2019/05/13

2. L’incident bénéfique (2/6)



Des gens commençaient à rentrer dans le restaurant et il ne pouvait s’empêcher de lever des yeux craintifs sur eux. Pour ne pas perdre son calme, il tâcha de se concentrer sur son entrée en matière : « Dès que tu la vois, tu te lèves et tu lui tends le casse-tête… ».

Il avait choisi cet objet parce qu’il les avait vues en rêve deux jours auparavant.

En effet, depuis qu’il avait eu cet accident stupide de photocopieuse, Alban n’avait plus du tout la même perception du réel. Des visions venaient le perturber pendant son sommeil. Des visions dont il était convaincu qu’elles étaient prémonitoires.

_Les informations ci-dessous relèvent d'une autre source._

use anyhow::Result;
use geo::{Centroid, Coord, LineString, MultiLineString, MultiPoint, MultiPolygon, Point, Polygon};
use hashbrown::{HashMap, HashSet};
use osmpbfreader::{NodeId, OsmId, OsmObj, OsmPbfReader, RelationId, Tags, WayId};
use sled::Db;
use std::io::{Read, Seek};
use tempfile::{Builder, TempDir};
use tracing::info;

/// Resolves way and relation geometry from node coordinates held on disk
pub struct GeometryResolver {
    node_db: Db,
    way_nodes: HashMap<WayId, Vec<NodeId>>,
    /// Member ways of each kept relation, with their role
    relation_ways: HashMap<RelationId, Vec<(WayId, String)>>,
    /// Member nodes of each kept relation
    relation_nodes: HashMap<RelationId, Vec<NodeId>>,
    _dir: TempDir,
}

impl GeometryResolver {
    /// Scan the file three times: relations, then ways, then nodes. Only
    /// objects passing `filter` (and the ways they reference) are kept.
    pub fn build<R: Read + Seek, F>(reader: &mut OsmPbfReader<R>, filter: F) -> Result<Self>
    where
        F: Fn(&Tags) -> bool,
    {
        info!("Building geometry index...");

        let mut needed_ways = HashSet::new();
        let mut needed_nodes = HashSet::new();
        let mut relation_ways = HashMap::new();
        let mut relation_nodes = HashMap::new();
        let mut way_nodes = HashMap::new();

        info!("Pass 1/3: relations");
        reader.rewind()?;
        for obj in reader.iter() {
            if let OsmObj::Relation(rel) = obj? {
                if !filter(&rel.tags) {
                    continue;
                }
                let ways: Vec<(WayId, String)> = rel
                    .refs
                    .iter()
                    .filter_map(|member| match member.member {
                        OsmId::Way(way_id) => Some((way_id, member.role.to_string())),
                        _ => None,
                    })
                    .collect();
                let nodes: Vec<NodeId> = rel
                    .refs
                    .iter()
                    .filter_map(|member| match member.member {
                        OsmId::Node(node_id) => Some(node_id),
                        _ => None,
                    })
                    .collect();
                needed_ways.extend(ways.iter().map(|(id, _)| *id));
                needed_nodes.extend(nodes.iter().copied());
                relation_ways.insert(rel.id, ways);
                relation_nodes.insert(rel.id, nodes);
            }
        }
        info!("Kept {} relations", relation_ways.len());

        info!("Pass 2/3: ways");
        reader.rewind()?;
        for obj in reader.iter() {
            if let OsmObj::Way(way) = obj? {
                if needed_ways.contains(&way.id) || filter(&way.tags) {
                    needed_nodes.extend(way.nodes.iter().copied());
                    way_nodes.insert(way.id, way.nodes);
                }
            }
        }
        info!(
            "Kept {} ways referencing {} nodes",
            way_nodes.len(),
            needed_nodes.len()
        );

        info!("Pass 3/3: node coordinates");
        reader.rewind()?;
        let dir = Builder::new().prefix("tiploc-osm-").tempdir()?;
        let node_db = sled::open(dir.path())?;
        let mut stored = 0usize;
        for obj in reader.iter() {
            if let OsmObj::Node(node) = obj? {
                if needed_nodes.contains(&node.id) {
                    node_db.insert(node.id.0.to_be_bytes(), &encode(node.lon(), node.lat()))?;
                    stored += 1;
                }
            }
        }
        node_db.flush()?;
        info!("Stored {} node coordinates", stored);

        Ok(Self {
            node_db,
            way_nodes,
            relation_ways,
            relation_nodes,
            _dir: dir,
        })
    }

    fn coord(&self, node: NodeId) -> Option<Coord<f64>> {
        let bytes = self.node_db.get(node.0.to_be_bytes()).ok()??;
        decode(&bytes)
    }

    /// Coordinates of a kept way, skipping nodes missing from the extract
    pub fn way_coords(&self, way_id: WayId) -> Option<Vec<Coord<f64>>> {
        let nodes = self.way_nodes.get(&way_id)?;
        Some(nodes.iter().filter_map(|n| self.coord(*n)).collect())
    }

    pub fn way_line(&self, way_id: WayId) -> Option<LineString<f64>> {
        let coords = self.way_coords(way_id)?;
        (coords.len() >= 2).then(|| LineString::new(coords))
    }

    pub fn way_polygon(&self, way_id: WayId) -> Option<Polygon<f64>> {
        let mut ring = self.way_coords(way_id)?;
        if ring.len() < 3 {
            return None;
        }
        if ring.first() != ring.last() {
            ring.push(ring[0]);
        }
        Some(Polygon::new(LineString::new(ring), vec![]))
    }

    /// Outer rings of a multipolygon relation, merged into polygons
    pub fn relation_polygons(&self, rel_id: RelationId) -> Option<MultiPolygon<f64>> {
        let rings: Vec<Vec<Coord<f64>>> = self
            .relation_ways
            .get(&rel_id)?
            .iter()
            .filter(|(_, role)| role == "outer" || role.is_empty())
            .filter_map(|(way_id, _)| self.way_coords(*way_id))
            .filter(|coords| coords.len() >= 2)
            .collect();
        let polygons = merge_rings_to_polygons(rings);
        (!polygons.is_empty()).then(|| MultiPolygon::new(polygons))
    }

    /// All member ways of a relation as lines
    pub fn relation_lines(&self, rel_id: RelationId) -> Option<MultiLineString<f64>> {
        let lines: Vec<LineString<f64>> = self
            .relation_ways
            .get(&rel_id)?
            .iter()
            .filter_map(|(way_id, _)| self.way_line(*way_id))
            .collect();
        (!lines.is_empty()).then(|| MultiLineString::new(lines))
    }

    /// Member nodes of a relation that have coordinates
    pub fn relation_points(&self, rel_id: RelationId) -> Option<MultiPoint<f64>> {
        let points: Vec<Point<f64>> = self
            .relation_nodes
            .get(&rel_id)?
            .iter()
            .filter_map(|n| self.coord(*n))
            .map(Point::from)
            .collect();
        (!points.is_empty()).then(|| MultiPoint::new(points))
    }

    /// Centroid of a relation: its polygons when `as_area`, else its member
    /// lines, else its member nodes
    pub fn relation_centroid(&self, rel_id: RelationId, as_area: bool) -> Option<Point<f64>> {
        if as_area {
            if let Some(centroid) = self.relation_polygons(rel_id).and_then(|mp| mp.centroid()) {
                return Some(centroid);
            }
        }
        if let Some(centroid) = self.relation_lines(rel_id).and_then(|l| l.centroid()) {
            return Some(centroid);
        }
        self.relation_points(rel_id)?.centroid()
    }
}

fn encode(lon: f64, lat: f64) -> [u8; 16] {
    let mut value = [0u8; 16];
    value[0..8].copy_from_slice(&lon.to_be_bytes());
    value[8..16].copy_from_slice(&lat.to_be_bytes());
    value
}

fn decode(bytes: &[u8]) -> Option<Coord<f64>> {
    let lon = f64::from_be_bytes(bytes.get(0..8)?.try_into().ok()?);
    let lat = f64::from_be_bytes(bytes.get(8..16)?.try_into().ok()?);
    Some(Coord { x: lon, y: lat })
}

/// Join open ring segments end to end and close what can be closed.
/// Segments that never close into a ring of at least four points are dropped.
pub fn merge_rings_to_polygons(segments: Vec<Vec<Coord<f64>>>) -> Vec<Polygon<f64>> {
    let mut polygons = Vec::new();
    let mut pending = segments;

    while !pending.is_empty() {
        let mut ring = pending.remove(0);

        while ring.first() != ring.last() {
            let (start, end) = (ring[0], ring[ring.len() - 1]);
            let Some(idx) = pending
                .iter()
                .position(|s| s.first() == Some(&end) || s.last() == Some(&end)
                    || s.first() == Some(&start) || s.last() == Some(&start))
            else {
                break;
            };
            let mut next = pending.remove(idx);
            if next.first() == Some(&end) {
                ring.extend(next.drain(1..));
            } else if next.last() == Some(&end) {
                next.reverse();
                ring.extend(next.drain(1..));
            } else if next.last() == Some(&start) {
                next.pop();
                next.extend(ring);
                ring = next;
            } else {
                next.reverse();
                next.pop();
                next.extend(ring);
                ring = next;
            }
        }

        if ring.len() >= 3 && ring.first() != ring.last() {
            ring.push(ring[0]);
        }
        if ring.len() >= 4 {
            polygons.push(Polygon::new(LineString::new(ring), vec![]));
        }
    }

    polygons
}

#[cfg(test)]
mod tests {
    use super::*;

    fn square() -> [Coord<f64>; 4] {
        [
            Coord { x: 0.0, y: 0.0 },
            Coord { x: 1.0, y: 0.0 },
            Coord { x: 1.0, y: 1.0 },
            Coord { x: 0.0, y: 1.0 },
        ]
    }

    #[test]
    fn test_closed_ring() {
        let [a, b, c, d] = square();
        assert_eq!(merge_rings_to_polygons(vec![vec![a, b, c, d, a]]).len(), 1);
    }

    #[test]
    fn test_split_ring_any_order() {
        let [a, b, c, d] = square();
        assert_eq!(
            merge_rings_to_polygons(vec![vec![c, d, a], vec![a, b, c]]).len(),
            1
        );
        // second segment digitised backwards
        let polygons = merge_rings_to_polygons(vec![vec![a, b, c], vec![a, d, c]]);
        assert_eq!(polygons.len(), 1);
        assert_eq!(polygons[0].exterior().0.len(), 5);
    }

    #[test]
    fn test_short_segments_dropped() {
        let [a, b, c, d] = square();
        assert!(merge_rings_to_polygons(vec![vec![a, b], vec![c, d]]).is_empty());
    }

    fn resolver(
        nodes: &[(i64, f64, f64)],
        ways: &[(i64, Vec<i64>)],
        relation: (i64, Vec<i64>, Vec<i64>),
    ) -> GeometryResolver {
        let dir = Builder::new().prefix("tiploc-osm-test-").tempdir().unwrap();
        let node_db = sled::open(dir.path()).unwrap();
        for (id, lon, lat) in nodes {
            node_db.insert(id.to_be_bytes(), &encode(*lon, *lat)).unwrap();
        }
        let way_nodes = ways
            .iter()
            .map(|(id, ns)| (WayId(*id), ns.iter().map(|n| NodeId(*n)).collect()))
            .collect();
        let (rel_id, rel_ways, rel_nodes) = relation;
        let mut relation_ways = HashMap::new();
        relation_ways.insert(
            RelationId(rel_id),
            rel_ways.iter().map(|w| (WayId(*w), String::new())).collect(),
        );
        let mut relation_nodes = HashMap::new();
        relation_nodes.insert(
            RelationId(rel_id),
            rel_nodes.iter().map(|n| NodeId(*n)).collect(),
        );
        GeometryResolver {
            node_db,
            way_nodes,
            relation_ways,
            relation_nodes,
            _dir: dir,
        }
    }

    #[test]
    fn test_node_only_relation_centroid() {
        // a stop area made of two platforms' nodes
        let r = resolver(
            &[(1, -2.0, 53.0), (2, -2.2, 53.2)],
            &[],
            (10, vec![], vec![1, 2, 99]),
        );
        let c = r.relation_centroid(RelationId(10), false).unwrap();
        assert!((c.x() + 2.1).abs() < 1e-9);
        assert!((c.y() - 53.1).abs() < 1e-9);
        assert!(r.relation_centroid(RelationId(11), false).is_none());
    }

    #[test]
    fn test_relation_lines_win_over_nodes() {
        let r = resolver(
            &[(1, 0.0, 0.0), (2, 2.0, 0.0), (3, 10.0, 10.0)],
            &[(5, vec![1, 2])],
            (10, vec![5], vec![3]),
        );
        let c = r.relation_centroid(RelationId(10), false).unwrap();
        assert_eq!((c.x(), c.y()), (1.0, 0.0));
    }

    #[test]
    fn test_node_coord_encoding() {
        let coord = decode(&encode(-0.1335, 51.528)).unwrap();
        assert_eq!((coord.x, coord.y), (-0.1335, 51.528));
        assert!(decode(&[0u8; 8]).is_none());
    }
}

Ce phénomène provenait-il du fait que certains membres de sa famille possédaient des dons de voyance (notamment sa grand-mère qui lisait l’avenir dans les épinards) ? Et l’évènement déclencheur ne devait-il pas forcément se dérouler ?

L’abruti de collègue qui l’avait poussé dans le dos, l’envoyant tête la première contre la photocopieuse n’avait-il pas été l’instrument du destin ?

Plus Alban y réfléchissait plus il en était persuadé. D’ailleurs sa première vision avait été juste.

Elle avait eu lieu tout de suite après que sa tête ait cogné contre la machine. Un éclair blanc avait jailli de nul part et l’avait aveuglé (les rares à qui il avait raconté l’anecdote prétendaient que cet éclair provenait sans doute de la photocopieuse enclenchée par erreur. Hypothèse qui le contraria et à laquelle il répondit par une grimace désapprobatrice). Le noir ensuite semblable à celui d’un tunnel sans éclairage. La sensation de glisser dans ce tunnel en accélérant. Du chaud, du froid, des picotements. Et le sentiment de mourir à petit feu. Puis deux chiffres étincelants comme deux évidences. Le quinze et le neuf. Des chiffres qu’il avait joués au loto la veille et qui sortirent effectivement lors du tirage, lui permettant d’empocher quatre euros. Si ce n’était pas une preuve.

D’autres visions avaient suivi ensuite… Dont celle qui l’avait traumatisée au point de le rendre malade pendant une semaine et contraint à prendre une décision radicale.